In Polish, the death certificate was known as Karta Zgonu. I annotated the death certificate hoping it may help someone else who would be researching a Karta Zgonu. I used google translate so it may not all be correct.

Death Certificate For Chaja Lea Meinhardt

Per the United States Holocaust Museum, this death certificate (Karta Zgonu) was part of a collection.

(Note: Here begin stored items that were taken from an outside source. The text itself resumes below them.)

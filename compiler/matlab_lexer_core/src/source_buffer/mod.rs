//! Sentinel-terminated source buffer for the comment scanner.
//!
//! The buffer guarantees a `0x00` sentinel byte after the source content,
//! so forward lookahead past the end reads zeros instead of failing. The
//! total buffer size is rounded up to the next 64-byte boundary, which also
//! gives the cursor room to look a few bytes past the last source byte
//! without a bounds check in the common case.
//!
//! # Encoding Detection
//!
//! During construction, the buffer scans for encoding issues:
//! - UTF-8 BOM (MATLAB editors write these)
//! - Interior null bytes
//!
//! Issues are recorded as [`EncodingIssue`] values. They never stop the
//! scanner: an editor highlights whatever text it is given. A leading BOM
//! is skipped by [`SourceBuffer::cursor`], so a `%%` cell marker or `%{`
//! on the first line still classifies.

use crate::{Cursor, TokenSpan};

/// Cache line size in bytes, used for buffer alignment padding.
const CACHE_LINE: usize = 64;

/// Sentinel-terminated source buffer.
///
/// # Layout
///
/// ```text
/// [source_bytes..., 0x00, padding_zeros...]
///  ^                ^     ^
///  0                |     rounded up to 64-byte boundary
///              source_len (sentinel)
/// ```
#[derive(Clone, Debug)]
pub struct SourceBuffer {
    /// Owned buffer: `[source_bytes..., 0x00 sentinel, 0x00 padding...]`.
    buf: Vec<u8>,
    /// Length of the actual source content (excludes sentinel and padding).
    source_len: u32,
    /// Encoding issues detected during construction.
    encoding_issues: Vec<EncodingIssue>,
}

/// Encoding issue detected during source buffer construction.
#[derive(Clone, Copy, Debug, PartialEq, Eq)]
pub struct EncodingIssue {
    /// What kind of encoding issue was detected.
    pub kind: EncodingIssueKind,
    /// Byte position in the source where the issue was found.
    pub pos: u32,
    /// Byte length of the problematic sequence.
    pub len: u32,
}

/// Kind of encoding issue detected in source buffer.
#[derive(Clone, Copy, Debug, PartialEq, Eq)]
pub enum EncodingIssueKind {
    /// UTF-8 BOM (`0xEF 0xBB 0xBF`) at start.
    Utf8Bom,
    /// Null byte (U+0000) in source content. Looks like a line end to the
    /// comment scanner's lookaround.
    InteriorNull,
}

impl SourceBuffer {
    /// Create a new sentinel-terminated buffer from source text.
    ///
    /// Sources larger than `u32::MAX` bytes are truncated to `u32::MAX`
    /// for scanning purposes; editor buffers never get near that.
    pub fn new(source: &str) -> Self {
        let source_bytes = source.as_bytes();
        let source_len = source_bytes.len().min(u32::MAX as usize);

        // Round up to next 64-byte boundary (minimum: source + 1 sentinel byte).
        let padded_len = (source_len + 1 + CACHE_LINE - 1) & !(CACHE_LINE - 1);

        let mut buf = vec![0u8; padded_len];
        buf[..source_len].copy_from_slice(&source_bytes[..source_len]);

        let mut encoding_issues = Vec::new();
        detect_encoding_issues(&source_bytes[..source_len], &mut encoding_issues);

        Self {
            buf,
            source_len: u32::try_from(source_len).unwrap_or(u32::MAX),
            encoding_issues,
        }
    }

    /// Returns the source bytes (without sentinel or padding).
    pub fn as_bytes(&self) -> &[u8] {
        &self.buf[..self.source_len as usize]
    }

    /// Returns the source text.
    pub fn as_str(&self) -> &str {
        self.cursor().slice(0, self.source_len)
    }

    /// Returns the text covered by `span`.
    ///
    /// The span must come from a scan over this buffer.
    pub fn slice(&self, span: TokenSpan) -> &str {
        self.cursor().slice(span.start, span.end)
    }

    /// Create a [`Cursor`] positioned at the first content byte.
    ///
    /// That is byte 0 unless the source starts with a BOM, which the cursor
    /// treats as lying before the start of the source.
    pub fn cursor(&self) -> Cursor<'_> {
        Cursor::new(&self.buf, self.source_len).with_start(self.content_start())
    }

    /// Byte offset of the first content byte, past any leading BOM.
    pub fn content_start(&self) -> u32 {
        self.encoding_issues
            .iter()
            .find(|issue| issue.kind == EncodingIssueKind::Utf8Bom)
            .map_or(0, |bom| bom.pos + bom.len)
    }

    /// Length of the source content in bytes (excludes sentinel and padding).
    pub fn len(&self) -> u32 {
        self.source_len
    }

    /// Returns `true` if the source content is empty.
    pub fn is_empty(&self) -> bool {
        self.source_len == 0
    }

    /// Encoding issues detected during construction.
    pub fn encoding_issues(&self) -> &[EncodingIssue] {
        &self.encoding_issues
    }
}

/// Detect BOM and interior null byte issues in source bytes.
fn detect_encoding_issues(source: &[u8], issues: &mut Vec<EncodingIssue>) {
    detect_bom(source, issues);
    detect_interior_nulls(source, issues);
}

/// Detect a UTF-8 byte order mark at the start of the source.
fn detect_bom(source: &[u8], issues: &mut Vec<EncodingIssue>) {
    if let [0xEF, 0xBB, 0xBF, ..] = source {
        issues.push(EncodingIssue {
            kind: EncodingIssueKind::Utf8Bom,
            pos: 0,
            len: 3,
        });
    }
}

/// Detect null bytes (U+0000) within the source content.
fn detect_interior_nulls(source: &[u8], issues: &mut Vec<EncodingIssue>) {
    for pos in memchr::memchr_iter(0, source) {
        if let Ok(p) = u32::try_from(pos) {
            issues.push(EncodingIssue {
                kind: EncodingIssueKind::InteriorNull,
                pos: p,
                len: 1,
            });
        }
    }
}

The collection contains 10,055 certificates of deaths fulfilled and signed by the Jewish doctors in the Warsaw Ghetto for the office: “Wydział Statystyczny Zarządu Miejskiego w mieście Warszawie” (Statistical Department of the Council of Warsaw) for the statistical purposes and census records of the City of Warsaw. Certificates of deaths contain following information: the last, first and second name, the year of birth, the place of birth, the father’s, and mother’s name, the address, the date of death, the number of the death certificate, the marital status, the occupation, the citizenship, the reason of death, the coexisting illnesses and the name of the home doctor. Not all sections of the death certificates were filled.

For my great-aunt, the death certificate was completed by Dr. Z. Sztajnkalk.

The Martyrdom of Jewish Physicians in Poland was published in 1963. This book contains the names of the approximate 2,500 Jewish physicians who worked to help the Jews in the Polish Ghettos. More information about this book can be found at JewishGen.

Dr. Zygmunt Sztajnkalk was murdered by the Nazis and their collaborators in 1942. The pediatrician/internist was seventy-years-old when he was murdered.

In the recent book, The Doctors Of The Warsaw Ghetto, the murder of Dr. Sztajnkalk is described:

After the Great Deportation, the plundering and beatings followed by killings continued. From the window of the Linas Hacedek Hospital on 20 Nowolipki Street, Dr. Feliks Majnamer-Mrozowski saw two Gestapo officers order Dr. Zygmunt Sztajnkalk, a pediatrician, to walk in front of them, in November 1942, and even though he obeyed, they shot him.” The event was also witnessed by Dr. Zofia Rozenblum. In her words:

The old and distinguished pediatrician, Dr. Steinkalk [sic], had been walking peacefully to visit a patient. Something about his figure was not to the liking of the two Gestapo officers. One shot him in the head, and he crashed down onto the pavement. Nobody looked back, nor did anyone rush to help him. I informed his wife and two daughters. When night fell, they removed the body. With utter indifference, adults and children alike passed by corpses covered with newspapers as if they were mere things lying in the street.